RECORDS FOR THE EXERCISE

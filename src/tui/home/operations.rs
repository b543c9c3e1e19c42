//! Task operations for HomeView (submit, edit, delete)

use tui_input::Input;

use crate::tasks::Submission;
use crate::tui::dialogs::DeleteTaskDialog;

use super::{truncate_to_width, Focus, HomeView};

impl HomeView {
    pub(super) fn submit_draft(&mut self) {
        match self.editor.submit_draft() {
            Some(Submission::Added { index }) => {
                tracing::debug!("Added task at {}", index);
                self.list_cursor = index;
            }
            Some(Submission::Updated { index }) => {
                tracing::debug!("Updated task at {}", index);
                self.list_cursor = index;
            }
            None => return,
        }
        self.sync_input();
    }

    pub(super) fn start_edit_selected(&mut self) {
        match self.editor.start_edit(self.list_cursor) {
            Ok(()) => {
                self.sync_input();
                self.focus = Focus::Input;
            }
            Err(e) => tracing::warn!("Cannot edit task: {}", e),
        }
    }

    pub(super) fn request_delete_selected(&mut self) {
        let Some(task) = self.editor.get(self.list_cursor) else {
            return;
        };

        if self.confirm_delete {
            let label = truncate_to_width(&task.label, 36);
            self.delete_dialog = Some(DeleteTaskDialog::new(self.list_cursor, label));
        } else {
            self.delete_task(self.list_cursor);
        }
    }

    pub(super) fn delete_task(&mut self, index: usize) {
        let was_editing = self.editor.is_editing();
        match self.editor.delete_at(index) {
            Ok(removed) => {
                tracing::debug!("Deleted task '{}'", removed.label);
                // An edit on the removed task is cancelled, so the field must follow.
                if was_editing && !self.editor.is_editing() {
                    self.sync_input();
                }
                self.clamp_list_cursor();
                if self.editor.is_empty() {
                    self.focus = Focus::Input;
                }
            }
            Err(e) => tracing::warn!("Cannot delete task: {}", e),
        }
    }

    /// Rebuilds the text field from the editor's draft, cursor at the end.
    pub(super) fn sync_input(&mut self) {
        self.input = Input::new(self.editor.draft().to_string());
    }

    pub(super) fn clamp_list_cursor(&mut self) {
        let len = self.editor.len();
        if self.list_cursor >= len {
            self.list_cursor = len.saturating_sub(1);
        }
    }
}
//! User configuration management

use serde::{Deserialize, Serialize};
use std::fs;
use std::path::{Path, PathBuf};
use std::time::Duration;
use thiserror::Error;

use crate::greeting::DEFAULT_REFRESH_INTERVAL;

/// Overrides the directory holding `config.toml` and the debug log.
pub const CONFIG_DIR_ENV: &str = "DAILY_PLANNER_CONFIG_DIR";

#[derive(Debug, Error)]
pub enum ConfigError {
    #[error("Could not determine a config directory for this platform")]
    NoConfigDir,

    #[error("Failed to read {}: {source}", path.display())]
    Read {
        path: PathBuf,
        source: std::io::Error,
    },

    #[error("Invalid config in {}: {source}", path.display())]
    Parse {
        path: PathBuf,
        source: toml::de::Error,
    },

    #[error("Failed to serialize config: {0}")]
    Serialize(#[from] toml::ser::Error),

    #[error("IO error: {0}")]
    Io(#[from] std::io::Error),
}

pub type Result<T> = std::result::Result<T, ConfigError>;

#[derive(Debug, Clone, Default, Serialize, Deserialize)]
pub struct Config {
    #[serde(default)]
    pub theme: ThemeConfig,

    #[serde(default)]
    pub greeting: GreetingConfig,

    #[serde(default)]
    pub tasks: TasksConfig,
}

#[derive(Debug, Clone, Serialize, Deserialize)]
pub struct ThemeConfig {
    #[serde(default = "default_theme_name")]
    pub name: String,
}

impl Default for ThemeConfig {
    fn default() -> Self {
        Self {
            name: default_theme_name(),
        }
    }
}

fn default_theme_name() -> String {
    "planner".to_string()
}

#[derive(Debug, Clone, Serialize, Deserialize)]
pub struct GreetingConfig {
    #[serde(default = "default_refresh_interval_secs")]
    pub refresh_interval_secs: u64,
}

impl Default for GreetingConfig {
    fn default() -> Self {
        Self {
            refresh_interval_secs: default_refresh_interval_secs(),
        }
    }
}

impl GreetingConfig {
    pub fn refresh_interval(&self) -> Duration {
        Duration::from_secs(self.refresh_interval_secs)
    }
}

fn default_refresh_interval_secs() -> u64 {
    DEFAULT_REFRESH_INTERVAL.as_secs()
}

#[derive(Debug, Clone, Default, Serialize, Deserialize)]
pub struct TasksConfig {
    /// Ask before deleting a task from the list.
    #[serde(default)]
    pub confirm_delete: bool,
}

pub fn get_app_dir() -> Result<PathBuf> {
    if let Some(dir) = std::env::var_os(CONFIG_DIR_ENV) {
        return Ok(PathBuf::from(dir));
    }
    dirs::config_dir()
        .map(|dir| dir.join("daily-planner"))
        .ok_or(ConfigError::NoConfigDir)
}

fn config_path() -> Result<PathBuf> {
    Ok(get_app_dir()?.join("config.toml"))
}

impl Config {
    /// Loads the user config, falling back to defaults when no file exists.
    pub fn load() -> Result<Self> {
        Ok(load_config()?.unwrap_or_default())
    }

    /// Like [`Config::load`], but writes the defaults to `config.toml` on
    /// first run so there is a file to edit. A failed write is only logged.
    pub fn load_or_init() -> Result<Self> {
        if let Some(config) = load_config()? {
            return Ok(config);
        }
        let config = Config::default();
        match save_config(&config) {
            Ok(()) => tracing::info!("Wrote default config to {}", config_path()?.display()),
            Err(e) => tracing::warn!("Could not write default config: {}", e),
        }
        Ok(config)
    }

    pub fn load_from(path: &Path) -> Result<Self> {
        let content = fs::read_to_string(path).map_err(|source| ConfigError::Read {
            path: path.to_path_buf(),
            source,
        })?;
        toml::from_str(&content).map_err(|source| ConfigError::Parse {
            path: path.to_path_buf(),
            source,
        })
    }
}

pub fn load_config() -> Result<Option<Config>> {
    let path = config_path()?;
    if !path.exists() {
        return Ok(None);
    }
    Config::load_from(&path).map(Some)
}

pub fn save_config(config: &Config) -> Result<()> {
    let path = config_path()?;
    if let Some(parent) = path.parent() {
        fs::create_dir_all(parent)?;
    }
    let content = toml::to_string_pretty(config)?;
    fs::write(&path, content)?;
    Ok(())
}

#[cfg(test)]
mod tests {
    use super::*;

    #[test]
    fn test_config_default() {
        let config = Config::default();
        assert_eq!(config.theme.name, "planner");
        assert_eq!(config.greeting.refresh_interval_secs, 3600);
        assert!(!config.tasks.confirm_delete);
    }

    #[test]
    fn test_config_deserialize_empty_toml() {
        let config: Config = toml::from_str("").unwrap();
        assert_eq!(config.theme.name, "planner");
        assert_eq!(config.greeting.refresh_interval(), Duration::from_secs(3600));
    }

    #[test]
    fn test_config_deserialize_partial_toml() {
        let toml = r#"
            [tasks]
            confirm_delete = true
        "#;
        let config: Config = toml::from_str(toml).unwrap();
        assert!(config.tasks.confirm_delete);
        // Other sections keep defaults
        assert_eq!(config.theme.name, "planner");
        assert_eq!(config.greeting.refresh_interval_secs, 3600);
    }

    #[test]
    fn test_config_nested_sections() {
        let toml = r#"
            [theme]
            name = "phosphor"

            [greeting]
            refresh_interval_secs = 60

            [tasks]
            confirm_delete = true
        "#;
        let config: Config = toml::from_str(toml).unwrap();
        assert_eq!(config.theme.name, "phosphor");
        assert_eq!(config.greeting.refresh_interval(), Duration::from_secs(60));
        assert!(config.tasks.confirm_delete);
    }

    #[test]
    fn test_greeting_config_rejects_negative_interval() {
        let result: std::result::Result<GreetingConfig, _> =
            toml::from_str("refresh_interval_secs = -5");
        assert!(result.is_err());
    }

    #[test]
    fn test_load_from_reports_parse_error_with_path() {
        let dir = tempfile::tempdir().unwrap();
        let path = dir.path().join("config.toml");
        fs::write(&path, "[greeting]\nrefresh_interval_secs = \"soon\"").unwrap();

        let err = Config::load_from(&path).unwrap_err();
        assert!(matches!(err, ConfigError::Parse { .. }));
        assert!(err.to_string().contains("config.toml"));
    }

    #[test]
    fn test_load_from_missing_file_is_read_error() {
        let dir = tempfile::tempdir().unwrap();
        let err = Config::load_from(&dir.path().join("nope.toml")).unwrap_err();
        assert!(matches!(err, ConfigError::Read { .. }));
    }
}
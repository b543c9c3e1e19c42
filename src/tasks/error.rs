use thiserror::Error;

#[derive(Debug, Clone, PartialEq, Eq, Error)]
pub enum TaskError {
    #[error("Task index {index} out of range (list has {len} task(s))")]
    IndexOutOfRange { index: usize, len: usize },
}

pub type Result<T> = std::result::Result<T, TaskError>;
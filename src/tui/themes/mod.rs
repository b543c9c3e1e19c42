//! Built-in color themes

mod loader;

pub use loader::{load_theme, AVAILABLE_THEMES};
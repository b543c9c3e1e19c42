//! CLI command implementations

pub mod definition;
pub mod greeting;

pub use definition::{Cli, Commands};
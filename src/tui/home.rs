//! Home view - greeting, task entry and task list

mod operations;

use crossterm::event::{Event, KeyCode, KeyEvent};
use ratatui::prelude::*;
use ratatui::widgets::*;
use tui_input::backend::crossterm::EventHandler;
use tui_input::Input;
use unicode_width::UnicodeWidthStr;

use super::app::Action;
use super::components::{render_text_field, HelpOverlay};
use super::dialogs::{DeleteTaskDialog, DialogResult};
use super::styles::Theme;
use crate::config::TasksConfig;
use crate::greeting::Greeting;
use crate::tasks::{EditCursor, TaskEditor};

const TITLE: &str = "What's your planning?";
const PLACEHOLDER: &str = "Enter task";
const EDIT_LABEL: &str = "[Edit]";
const DELETE_LABEL: &str = "[Delete]";

#[derive(Debug, Clone, Copy, PartialEq, Eq)]
pub(super) enum Focus {
    Input,
    List,
}

pub struct HomeView {
    editor: TaskEditor,
    input: Input,
    greeting: Greeting,

    // UI state
    focus: Focus,
    list_cursor: usize,

    // Dialogs
    show_help: bool,
    delete_dialog: Option<DeleteTaskDialog>,
    confirm_delete: bool,
}

impl HomeView {
    pub fn new(greeting: Greeting, config: &TasksConfig) -> Self {
        Self {
            editor: TaskEditor::new(),
            input: Input::default(),
            greeting,
            focus: Focus::Input,
            list_cursor: 0,
            show_help: false,
            delete_dialog: None,
            confirm_delete: config.confirm_delete,
        }
    }

    pub fn editor(&self) -> &TaskEditor {
        &self.editor
    }

    pub fn greeting(&self) -> Greeting {
        self.greeting
    }

    pub fn set_greeting(&mut self, greeting: Greeting) {
        self.greeting = greeting;
    }

    pub fn has_dialog(&self) -> bool {
        self.show_help || self.delete_dialog.is_some()
    }

    pub fn handle_key(&mut self, key: KeyEvent) -> Option<Action> {
        if self.show_help {
            if matches!(
                key.code,
                KeyCode::Esc | KeyCode::Char('?') | KeyCode::Char('q')
            ) {
                self.show_help = false;
            }
            return None;
        }

        if let Some(dialog) = &self.delete_dialog {
            match dialog.handle_key(key) {
                DialogResult::Continue => {}
                DialogResult::Cancel => self.delete_dialog = None,
                DialogResult::Submit(index) => {
                    self.delete_dialog = None;
                    self.delete_task(index);
                }
            }
            return None;
        }

        match self.focus {
            Focus::Input => self.handle_input_key(key),
            Focus::List => self.handle_list_key(key),
        }
    }

    fn handle_input_key(&mut self, key: KeyEvent) -> Option<Action> {
        match key.code {
            KeyCode::Enter => self.submit_draft(),
            KeyCode::Esc => {
                if self.editor.is_editing() {
                    self.editor.cancel_edit();
                    self.sync_input();
                }
            }
            KeyCode::Tab | KeyCode::Down => {
                if !self.editor.is_empty() {
                    self.focus = Focus::List;
                    self.clamp_list_cursor();
                }
            }
            _ => {
                if self.input.handle_event(&Event::Key(key)).is_some() {
                    self.editor.set_draft(self.input.value());
                }
            }
        }
        None
    }

    fn handle_list_key(&mut self, key: KeyEvent) -> Option<Action> {
        match key.code {
            KeyCode::Char('q') => return Some(Action::Quit),
            KeyCode::Char('?') => {
                self.show_help = true;
            }
            KeyCode::Tab | KeyCode::Char('i') | KeyCode::Esc => {
                self.focus = Focus::Input;
            }
            KeyCode::Up | KeyCode::Char('k') => self.move_cursor(-1),
            KeyCode::Down | KeyCode::Char('j') => self.move_cursor(1),
            KeyCode::Home | KeyCode::Char('g') => {
                self.list_cursor = 0;
            }
            KeyCode::End | KeyCode::Char('G') => {
                self.list_cursor = self.editor.len().saturating_sub(1);
            }
            KeyCode::Enter | KeyCode::Char('e') => self.start_edit_selected(),
            KeyCode::Delete | KeyCode::Char('d') => self.request_delete_selected(),
            _ => {}
        }
        None
    }

    fn move_cursor(&mut self, delta: i32) {
        let len = self.editor.len();
        if len == 0 {
            return;
        }
        self.list_cursor = if delta < 0 {
            self.list_cursor.saturating_sub(delta.unsigned_abs() as usize)
        } else {
            (self.list_cursor + delta as usize).min(len - 1)
        };
    }

    pub fn render(&self, frame: &mut Frame, area: Rect, theme: &Theme) {
        frame.render_widget(Block::default().style(Style::default().bg(theme.background)), area);

        let main_chunks = Layout::default()
            .direction(Direction::Vertical)
            .constraints([Constraint::Min(0), Constraint::Length(1)])
            .split(area);

        let chunks = Layout::default()
            .direction(Direction::Vertical)
            .horizontal_margin(2)
            .constraints([
                Constraint::Length(1), // spacing
                Constraint::Length(1), // greeting
                Constraint::Length(2), // title
                Constraint::Length(3), // input
                Constraint::Length(1), // submit button
                Constraint::Length(1), // spacing
                Constraint::Min(0),    // task list
            ])
            .split(main_chunks[0]);

        let greeting = Paragraph::new(Span::styled(
            self.greeting.label(),
            Style::default().fg(theme.heading).bold(),
        ));
        frame.render_widget(greeting, chunks[1]);

        let title = Paragraph::new(Span::styled(TITLE, Style::default().fg(theme.title).bold()));
        frame.render_widget(title, chunks[2]);

        render_text_field(
            frame,
            chunks[3],
            &self.input,
            self.focus == Focus::Input && !self.has_dialog(),
            PLACEHOLDER,
            theme,
        );

        self.render_submit_button(frame, chunks[4], theme);
        self.render_list(frame, chunks[6], theme);
        self.render_status_bar(frame, main_chunks[1], theme);

        if self.show_help {
            HelpOverlay::render(frame, area, theme);
        }

        if let Some(dialog) = &self.delete_dialog {
            dialog.render(frame, area, theme);
        }
    }

    fn render_submit_button(&self, frame: &mut Frame, area: Rect, theme: &Theme) {
        let button = Paragraph::new(Span::styled(
            self.editor.submit_label(),
            Style::default().fg(theme.button_text).bold(),
        ))
        .alignment(Alignment::Center)
        .style(Style::default().bg(theme.button));
        frame.render_widget(button, area);
    }

    fn render_list(&self, frame: &mut Frame, area: Rect, theme: &Theme) {
        if self.editor.is_empty() {
            let hint = Paragraph::new("No tasks yet")
                .style(Style::default().fg(theme.dimmed))
                .alignment(Alignment::Center);
            frame.render_widget(hint, area);
            return;
        }

        let editing = match self.editor.cursor() {
            EditCursor::Editing(index) => Some(index),
            EditCursor::None => None,
        };
        let list_focused = self.focus == Focus::List;
        let actions_width = EDIT_LABEL.len() + 1 + DELETE_LABEL.len();
        let label_width = (area.width as usize).saturating_sub(actions_width + 2);

        // Keep the row the user is acting on in view: the selection while the
        // list has focus, otherwise the task being edited.
        let anchor = match (list_focused, editing) {
            (false, Some(index)) => index,
            _ => self.list_cursor,
        };
        let visible_height = area.height as usize;
        let scroll_offset = scroll_offset_for(anchor, visible_height);

        let items: Vec<ListItem> = self
            .editor
            .tasks()
            .iter()
            .enumerate()
            .skip(scroll_offset)
            .take(visible_height)
            .map(|(idx, task)| {
                let label = truncate_to_width(&task.label, label_width);
                let padding = label_width.saturating_sub(label.width());
                let label_style = if editing == Some(idx) {
                    Style::default().fg(theme.hint).italic()
                } else {
                    Style::default().fg(theme.text)
                };

                let line = Line::from(vec![
                    Span::styled(label, label_style),
                    Span::raw(" ".repeat(padding + 1)),
                    Span::styled(EDIT_LABEL, Style::default().fg(theme.edit).bold()),
                    Span::raw(" "),
                    Span::styled(DELETE_LABEL, Style::default().fg(theme.delete).bold()),
                ]);

                if list_focused && idx == self.list_cursor {
                    ListItem::new(line).style(Style::default().bg(theme.selection))
                } else {
                    ListItem::new(line)
                }
            })
            .collect();

        frame.render_widget(List::new(items), area);
    }

    fn render_status_bar(&self, frame: &mut Frame, area: Rect, theme: &Theme) {
        let key_style = Style::default().fg(theme.accent).bold();
        let desc_style = Style::default().fg(theme.dimmed);
        let sep_style = Style::default().fg(theme.border);

        let bindings: &[(&str, &str)] = match self.focus {
            Focus::Input if self.editor.is_editing() => {
                &[("Enter", "Update"), ("Esc", "Cancel edit"), ("Tab", "Tasks")]
            }
            Focus::Input => &[("Enter", "Add"), ("Tab", "Tasks"), ("Ctrl+C", "Quit")],
            Focus::List => &[
                ("j/k", "Navigate"),
                ("e", "Edit"),
                ("d", "Delete"),
                ("Tab", "Entry"),
                ("?", "Help"),
                ("q", "Quit"),
            ],
        };

        let mut spans = Vec::new();
        for (i, (key, desc)) in bindings.iter().enumerate() {
            if i > 0 {
                spans.push(Span::styled("│", sep_style));
            }
            spans.push(Span::styled(format!(" {}", key), key_style));
            spans.push(Span::styled(format!(" {} ", desc), desc_style));
        }

        let status = Paragraph::new(Line::from(spans)).style(Style::default().bg(theme.selection));
        frame.render_widget(status, area);
    }
}

fn scroll_offset_for(anchor: usize, visible_height: usize) -> usize {
    if visible_height > 0 && anchor >= visible_height {
        anchor - visible_height + 1
    } else {
        0
    }
}

fn truncate_to_width(s: &str, max: usize) -> String {
    if s.width() <= max {
        return s.to_string();
    }
    // Too narrow for an ellipsis: fit as many columns as possible.
    let (budget, ellipsis) = if max <= 3 { (max, "") } else { (max - 3, "...") };
    let mut out = String::new();
    let mut width = 0;
    for c in s.chars() {
        let w = unicode_width::UnicodeWidthChar::width(c).unwrap_or(0);
        if width + w > budget {
            break;
        }
        out.push(c);
        width += w;
    }
    out.push_str(ellipsis);
    out
}
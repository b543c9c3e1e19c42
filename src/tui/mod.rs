//! Terminal User Interface module

mod app;
mod components;
pub mod dialogs;
mod home;
mod styles;
pub mod themes;

pub use app::*;
pub use styles::Theme;

use anyhow::Result;
use crossterm::{
    execute,
    terminal::{disable_raw_mode, enable_raw_mode, EnterAlternateScreen, LeaveAlternateScreen},
};
use ratatui::prelude::*;
use std::io;
use std::sync::Arc;

use crate::config::Config;
use crate::greeting::SystemClock;

pub async fn run(config: &Config) -> Result<()> {
    let theme = themes::load_theme(&config.theme.name);

    // Setup terminal
    enable_raw_mode()?;
    let mut stdout = io::stdout();
    if let Err(e) = execute!(stdout, EnterAlternateScreen) {
        let _ = disable_raw_mode();
        return Err(e.into());
    }
    let backend = CrosstermBackend::new(stdout);
    let mut terminal = match Terminal::new(backend) {
        Ok(terminal) => terminal,
        Err(e) => {
            let _ = execute!(io::stdout(), LeaveAlternateScreen);
            let _ = disable_raw_mode();
            return Err(e.into());
        }
    };

    // The ticker lives inside the app and stops when it is dropped
    let result = {
        let mut app = App::new(Arc::new(SystemClock), config, theme);
        app.run(&mut terminal).await
    };

    // Restore terminal
    disable_raw_mode()?;
    execute!(terminal.backend_mut(), LeaveAlternateScreen)?;
    terminal.show_cursor()?;

    result
}
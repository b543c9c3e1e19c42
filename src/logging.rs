//! Debug logging to a file in the app directory
//!
//! The TUI owns the terminal, so log lines cannot go to stderr. Logging is
//! off unless `DAILY_PLANNER_DEBUG` is set.

use anyhow::{Context, Result};
use std::fs::OpenOptions;
use std::path::{Path, PathBuf};
use std::sync::Mutex;
use tracing_subscriber::EnvFilter;

use crate::config::get_app_dir;

pub const DEBUG_ENV: &str = "DAILY_PLANNER_DEBUG";
const LOG_FILE_NAME: &str = "planner.log";
const DEFAULT_FILTER: &str = "daily_planner=debug";

/// Installs the file subscriber when `DAILY_PLANNER_DEBUG` is set.
///
/// Returns the log file path when logging was enabled.
pub fn init_from_env() -> Result<Option<PathBuf>> {
    if std::env::var_os(DEBUG_ENV).is_none() {
        return Ok(None);
    }
    let path = get_app_dir()?.join(LOG_FILE_NAME);
    init_file_logging(&path)?;
    Ok(Some(path))
}

pub fn init_file_logging(path: &Path) -> Result<()> {
    if let Some(parent) = path.parent() {
        std::fs::create_dir_all(parent)
            .with_context(|| format!("Failed to create log directory {}", parent.display()))?;
    }
    let file = OpenOptions::new()
        .create(true)
        .append(true)
        .open(path)
        .with_context(|| format!("Failed to open log file {}", path.display()))?;

    // RUST_LOG wins over the default filter when present.
    let filter =
        EnvFilter::try_from_default_env().unwrap_or_else(|_| EnvFilter::new(DEFAULT_FILTER));

    tracing_subscriber::fmt()
        .with_env_filter(filter)
        .with_writer(Mutex::new(file))
        .with_ansi(false)
        .try_init()
        .map_err(|e| anyhow::anyhow!("Failed to install log subscriber: {}", e))?;

    tracing::debug!("Logging to {}", path.display());
    Ok(())
}
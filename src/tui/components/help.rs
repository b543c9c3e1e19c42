//! Help overlay component

use ratatui::prelude::*;
use ratatui::widgets::*;

use crate::tui::styles::Theme;

const DIALOG_WIDTH: u16 = 46;
const DIALOG_HEIGHT: u16 = 22;
#[cfg(test)]
const BORDER_HEIGHT: u16 = 2;
#[cfg(test)]
const BORDER_WIDTH: u16 = 2;
#[cfg(test)]
const KEY_COLUMN_WIDTH: usize = 12; // 2 spaces indent + 10 chars for key

fn shortcuts() -> Vec<(&'static str, Vec<(&'static str, &'static str)>)> {
    vec![
        (
            "Entry",
            vec![
                ("Enter", "Add or update task"),
                ("Esc", "Cancel edit"),
                ("Tab/↓", "Go to task list"),
            ],
        ),
        (
            "Task list",
            vec![
                ("j/↓", "Move down"),
                ("k/↑", "Move up"),
                ("e/Enter", "Edit task"),
                ("d/Del", "Delete task"),
                ("Tab/i", "Back to entry"),
            ],
        ),
        (
            "Other",
            vec![("?", "Toggle help"), ("q", "Quit"), ("Ctrl+C", "Quit")],
        ),
    ]
}

#[cfg(test)]
fn content_line_count() -> usize {
    let mut count = 0;
    for (_, keys) in shortcuts() {
        count += 1; // section header
        count += keys.len(); // shortcut lines
        count += 1; // empty line after section
    }
    count
}

pub struct HelpOverlay;

impl HelpOverlay {
    pub fn render(frame: &mut Frame, area: Rect, theme: &Theme) {
        let dialog_area = crate::tui::dialogs::centered_rect(area, DIALOG_WIDTH, DIALOG_HEIGHT);

        frame.render_widget(Clear, dialog_area);

        let block = Block::default()
            .style(Style::default().bg(theme.background))
            .borders(Borders::ALL)
            .border_style(Style::default().fg(theme.border))
            .title(" Keyboard Shortcuts ")
            .title_style(Style::default().fg(theme.title).bold());

        let inner = block.inner(dialog_area);
        frame.render_widget(block, dialog_area);

        let mut lines: Vec<Line> = Vec::new();

        for (section, keys) in shortcuts() {
            lines.push(Line::from(Span::styled(
                section,
                Style::default().fg(theme.heading).bold(),
            )));
            for (key, desc) in keys {
                lines.push(Line::from(vec![
                    Span::styled(format!("  {:10}", key), Style::default().fg(theme.accent)),
                    Span::styled(desc, Style::default().fg(theme.text)),
                ]));
            }
            lines.push(Line::from(""));
        }

        frame.render_widget(Paragraph::new(lines), inner);
    }
}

WORK TASK
Filter the records above and copy every line that contains the word "ellipsis".

ANSWER TO THIS EXERCISE
    // Too narrow for an ellipsis: fit as many columns as possible.
    let (budget, ellipsis) = if max <= 3 { (max, "") } else { (max - 3, "...") };
    out.push_str(ellipsis);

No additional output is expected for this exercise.